* _What you should do_
Please reproduce exactly the lines that begin the listing below, up to and including the line where "pub struct ModuleRepository" occurs.

* _Materials provided_
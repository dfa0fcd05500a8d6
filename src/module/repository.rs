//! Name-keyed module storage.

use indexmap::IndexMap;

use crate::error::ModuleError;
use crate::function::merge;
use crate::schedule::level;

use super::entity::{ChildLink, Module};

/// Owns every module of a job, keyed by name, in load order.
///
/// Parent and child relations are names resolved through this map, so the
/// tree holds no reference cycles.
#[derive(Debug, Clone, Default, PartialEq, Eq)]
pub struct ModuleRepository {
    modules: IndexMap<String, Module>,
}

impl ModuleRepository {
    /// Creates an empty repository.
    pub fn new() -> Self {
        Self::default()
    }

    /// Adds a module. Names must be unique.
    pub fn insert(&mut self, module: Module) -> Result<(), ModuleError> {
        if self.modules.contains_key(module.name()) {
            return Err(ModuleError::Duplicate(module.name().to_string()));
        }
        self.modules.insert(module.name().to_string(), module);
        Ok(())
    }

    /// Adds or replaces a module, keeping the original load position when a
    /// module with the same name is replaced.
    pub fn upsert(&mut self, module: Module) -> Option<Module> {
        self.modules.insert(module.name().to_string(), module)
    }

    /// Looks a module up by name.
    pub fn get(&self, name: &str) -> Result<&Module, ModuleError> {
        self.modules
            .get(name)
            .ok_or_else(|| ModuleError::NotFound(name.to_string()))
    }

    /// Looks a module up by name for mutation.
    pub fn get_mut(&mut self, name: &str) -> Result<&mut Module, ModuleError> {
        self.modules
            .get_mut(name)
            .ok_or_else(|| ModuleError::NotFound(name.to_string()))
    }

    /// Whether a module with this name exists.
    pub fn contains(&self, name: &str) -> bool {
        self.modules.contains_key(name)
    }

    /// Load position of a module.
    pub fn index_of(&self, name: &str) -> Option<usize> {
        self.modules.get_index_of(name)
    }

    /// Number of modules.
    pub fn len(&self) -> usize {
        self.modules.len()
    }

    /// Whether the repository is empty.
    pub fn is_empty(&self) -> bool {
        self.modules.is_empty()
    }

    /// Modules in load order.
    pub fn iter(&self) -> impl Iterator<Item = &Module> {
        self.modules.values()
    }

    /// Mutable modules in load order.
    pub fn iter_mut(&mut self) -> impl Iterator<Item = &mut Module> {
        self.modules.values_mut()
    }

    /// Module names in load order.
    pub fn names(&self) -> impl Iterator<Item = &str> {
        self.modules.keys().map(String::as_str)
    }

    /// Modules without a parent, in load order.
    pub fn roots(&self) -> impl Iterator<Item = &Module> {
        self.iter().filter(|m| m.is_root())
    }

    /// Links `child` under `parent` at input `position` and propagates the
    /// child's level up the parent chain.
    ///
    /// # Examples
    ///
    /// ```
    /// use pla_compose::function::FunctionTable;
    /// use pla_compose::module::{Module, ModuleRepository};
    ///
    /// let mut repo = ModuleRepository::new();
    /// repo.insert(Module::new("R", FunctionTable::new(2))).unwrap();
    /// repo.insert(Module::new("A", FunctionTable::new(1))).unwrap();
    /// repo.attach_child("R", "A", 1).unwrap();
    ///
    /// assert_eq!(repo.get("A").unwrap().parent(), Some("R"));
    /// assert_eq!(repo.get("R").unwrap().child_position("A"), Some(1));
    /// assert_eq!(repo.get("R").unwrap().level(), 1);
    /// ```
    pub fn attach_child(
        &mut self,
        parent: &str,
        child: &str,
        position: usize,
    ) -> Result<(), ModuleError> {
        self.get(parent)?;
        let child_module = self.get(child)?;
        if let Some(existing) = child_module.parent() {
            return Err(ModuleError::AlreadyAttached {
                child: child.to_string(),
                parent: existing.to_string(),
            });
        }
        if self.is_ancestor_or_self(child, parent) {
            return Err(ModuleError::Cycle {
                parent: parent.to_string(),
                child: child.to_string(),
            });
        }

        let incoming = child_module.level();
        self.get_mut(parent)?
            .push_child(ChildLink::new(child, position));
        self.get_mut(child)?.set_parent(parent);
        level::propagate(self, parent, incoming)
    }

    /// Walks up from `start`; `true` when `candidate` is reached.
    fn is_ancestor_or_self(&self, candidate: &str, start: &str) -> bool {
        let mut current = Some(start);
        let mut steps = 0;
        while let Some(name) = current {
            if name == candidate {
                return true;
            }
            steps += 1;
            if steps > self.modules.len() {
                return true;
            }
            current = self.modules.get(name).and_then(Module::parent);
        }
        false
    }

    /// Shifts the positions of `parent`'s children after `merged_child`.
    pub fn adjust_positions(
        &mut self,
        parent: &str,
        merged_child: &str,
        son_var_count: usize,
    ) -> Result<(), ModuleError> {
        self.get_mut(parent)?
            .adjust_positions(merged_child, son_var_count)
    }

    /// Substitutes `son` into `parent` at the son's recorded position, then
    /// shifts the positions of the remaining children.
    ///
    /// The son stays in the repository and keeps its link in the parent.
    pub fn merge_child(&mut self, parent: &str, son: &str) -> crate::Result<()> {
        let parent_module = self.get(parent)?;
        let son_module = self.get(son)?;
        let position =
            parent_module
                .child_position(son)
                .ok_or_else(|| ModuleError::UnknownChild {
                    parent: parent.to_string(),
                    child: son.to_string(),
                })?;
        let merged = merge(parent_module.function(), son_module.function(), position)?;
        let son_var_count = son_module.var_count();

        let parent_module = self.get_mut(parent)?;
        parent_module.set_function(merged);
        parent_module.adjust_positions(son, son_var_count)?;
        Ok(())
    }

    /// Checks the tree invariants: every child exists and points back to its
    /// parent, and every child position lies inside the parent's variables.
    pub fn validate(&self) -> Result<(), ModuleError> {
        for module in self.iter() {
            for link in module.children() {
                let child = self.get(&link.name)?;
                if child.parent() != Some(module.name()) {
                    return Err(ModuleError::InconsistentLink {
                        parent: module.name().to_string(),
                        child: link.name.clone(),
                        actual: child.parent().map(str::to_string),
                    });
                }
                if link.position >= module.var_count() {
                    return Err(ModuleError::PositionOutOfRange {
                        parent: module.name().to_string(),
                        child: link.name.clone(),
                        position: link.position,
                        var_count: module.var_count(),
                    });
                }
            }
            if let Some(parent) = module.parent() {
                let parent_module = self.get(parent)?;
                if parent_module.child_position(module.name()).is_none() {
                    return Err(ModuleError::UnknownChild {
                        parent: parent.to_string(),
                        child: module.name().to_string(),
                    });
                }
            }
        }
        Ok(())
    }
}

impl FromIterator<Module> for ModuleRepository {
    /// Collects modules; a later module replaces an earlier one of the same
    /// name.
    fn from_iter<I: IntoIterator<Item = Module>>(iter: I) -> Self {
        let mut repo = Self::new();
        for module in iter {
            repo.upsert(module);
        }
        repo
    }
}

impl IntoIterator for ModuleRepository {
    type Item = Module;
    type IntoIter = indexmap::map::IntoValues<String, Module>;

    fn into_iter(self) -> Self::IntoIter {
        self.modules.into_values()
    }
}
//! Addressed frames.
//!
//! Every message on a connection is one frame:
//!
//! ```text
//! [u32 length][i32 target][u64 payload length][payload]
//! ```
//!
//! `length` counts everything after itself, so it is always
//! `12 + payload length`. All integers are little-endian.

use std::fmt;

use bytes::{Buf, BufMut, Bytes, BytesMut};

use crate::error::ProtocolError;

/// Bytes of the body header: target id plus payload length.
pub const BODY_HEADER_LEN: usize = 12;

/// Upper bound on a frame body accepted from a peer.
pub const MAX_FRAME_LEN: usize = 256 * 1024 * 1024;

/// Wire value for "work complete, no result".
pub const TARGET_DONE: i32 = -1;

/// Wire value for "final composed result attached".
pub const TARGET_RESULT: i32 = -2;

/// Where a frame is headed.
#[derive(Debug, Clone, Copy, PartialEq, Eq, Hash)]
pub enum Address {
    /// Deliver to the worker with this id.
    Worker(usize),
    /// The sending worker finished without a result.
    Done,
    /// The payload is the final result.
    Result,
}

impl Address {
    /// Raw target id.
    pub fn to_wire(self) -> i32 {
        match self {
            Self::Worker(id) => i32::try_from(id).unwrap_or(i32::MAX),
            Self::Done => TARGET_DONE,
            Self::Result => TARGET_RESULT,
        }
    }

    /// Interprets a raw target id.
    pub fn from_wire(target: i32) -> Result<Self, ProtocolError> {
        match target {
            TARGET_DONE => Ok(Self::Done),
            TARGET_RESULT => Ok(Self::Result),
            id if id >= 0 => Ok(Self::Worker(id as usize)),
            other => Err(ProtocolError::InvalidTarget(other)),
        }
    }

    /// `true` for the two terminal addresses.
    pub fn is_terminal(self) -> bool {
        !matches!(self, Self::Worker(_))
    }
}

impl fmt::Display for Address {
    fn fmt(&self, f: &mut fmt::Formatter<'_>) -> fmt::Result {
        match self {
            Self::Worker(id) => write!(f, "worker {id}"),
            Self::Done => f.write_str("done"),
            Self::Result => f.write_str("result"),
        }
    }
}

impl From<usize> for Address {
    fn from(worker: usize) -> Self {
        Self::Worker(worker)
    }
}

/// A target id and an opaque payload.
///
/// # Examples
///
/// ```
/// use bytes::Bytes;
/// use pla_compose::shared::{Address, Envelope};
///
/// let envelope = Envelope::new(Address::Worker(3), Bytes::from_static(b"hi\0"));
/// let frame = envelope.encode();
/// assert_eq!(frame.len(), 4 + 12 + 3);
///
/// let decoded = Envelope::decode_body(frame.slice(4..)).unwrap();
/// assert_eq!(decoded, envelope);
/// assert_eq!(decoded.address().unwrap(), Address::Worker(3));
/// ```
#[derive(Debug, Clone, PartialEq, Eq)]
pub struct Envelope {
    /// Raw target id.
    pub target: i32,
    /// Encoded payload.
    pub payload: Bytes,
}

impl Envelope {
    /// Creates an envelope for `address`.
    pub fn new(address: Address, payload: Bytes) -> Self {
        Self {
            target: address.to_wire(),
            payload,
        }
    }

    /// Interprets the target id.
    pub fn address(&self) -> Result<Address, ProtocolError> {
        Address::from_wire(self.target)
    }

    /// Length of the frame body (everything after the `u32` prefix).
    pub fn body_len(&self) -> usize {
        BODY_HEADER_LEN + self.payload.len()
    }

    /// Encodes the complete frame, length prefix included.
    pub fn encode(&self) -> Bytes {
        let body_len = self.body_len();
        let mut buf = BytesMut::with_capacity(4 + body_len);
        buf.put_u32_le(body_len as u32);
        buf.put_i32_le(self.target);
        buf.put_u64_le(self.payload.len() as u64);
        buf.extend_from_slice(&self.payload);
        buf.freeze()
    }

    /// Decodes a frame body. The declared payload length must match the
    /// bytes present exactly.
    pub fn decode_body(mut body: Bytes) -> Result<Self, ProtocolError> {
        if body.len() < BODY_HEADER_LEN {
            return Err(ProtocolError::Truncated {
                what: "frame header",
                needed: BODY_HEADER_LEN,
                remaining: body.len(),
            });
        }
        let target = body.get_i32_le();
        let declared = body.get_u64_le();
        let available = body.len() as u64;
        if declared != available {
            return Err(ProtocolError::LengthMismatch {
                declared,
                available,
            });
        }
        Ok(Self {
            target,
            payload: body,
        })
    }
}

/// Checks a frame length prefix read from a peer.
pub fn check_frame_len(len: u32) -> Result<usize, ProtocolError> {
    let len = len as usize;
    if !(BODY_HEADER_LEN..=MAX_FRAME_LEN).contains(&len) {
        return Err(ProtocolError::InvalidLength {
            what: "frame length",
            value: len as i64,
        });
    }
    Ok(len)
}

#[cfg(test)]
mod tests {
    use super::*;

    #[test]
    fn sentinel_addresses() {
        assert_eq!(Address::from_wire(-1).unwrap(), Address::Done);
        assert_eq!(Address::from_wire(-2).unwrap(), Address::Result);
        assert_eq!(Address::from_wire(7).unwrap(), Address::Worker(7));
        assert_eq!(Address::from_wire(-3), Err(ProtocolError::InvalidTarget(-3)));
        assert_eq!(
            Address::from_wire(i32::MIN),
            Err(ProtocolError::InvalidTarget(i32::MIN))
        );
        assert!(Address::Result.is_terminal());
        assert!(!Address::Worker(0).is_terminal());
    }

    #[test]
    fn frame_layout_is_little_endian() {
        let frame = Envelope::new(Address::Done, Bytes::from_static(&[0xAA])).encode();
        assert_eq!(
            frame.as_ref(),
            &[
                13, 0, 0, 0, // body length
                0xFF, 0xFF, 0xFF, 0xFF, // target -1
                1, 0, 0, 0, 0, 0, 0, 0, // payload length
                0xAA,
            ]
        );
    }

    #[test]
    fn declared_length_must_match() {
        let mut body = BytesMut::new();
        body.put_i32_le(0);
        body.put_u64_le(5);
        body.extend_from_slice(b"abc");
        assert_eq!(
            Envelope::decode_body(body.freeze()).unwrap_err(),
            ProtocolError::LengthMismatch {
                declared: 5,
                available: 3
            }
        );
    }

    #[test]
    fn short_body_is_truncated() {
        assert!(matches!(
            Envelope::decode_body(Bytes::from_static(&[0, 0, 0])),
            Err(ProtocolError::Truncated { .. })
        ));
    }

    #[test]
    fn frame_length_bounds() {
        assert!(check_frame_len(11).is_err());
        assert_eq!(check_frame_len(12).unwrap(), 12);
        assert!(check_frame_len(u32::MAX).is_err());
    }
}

* _Result of the exercise_
repository dfa0fcd05500a8d6
filename src/module/repository.rs
//! Name-keyed module storage.

use indexmap::IndexMap;

use crate::error::ModuleError;
use crate::function::merge;
use crate::schedule::level;

use super::entity::{ChildLink, Module};

/// Owns every module of a job, keyed by name, in load order.
///
/// Parent and child relations are names resolved through this map, so the
/// tree holds no reference cycles.
#[derive(Debug, Clone, Default, PartialEq, Eq)]
pub struct ModuleRepository {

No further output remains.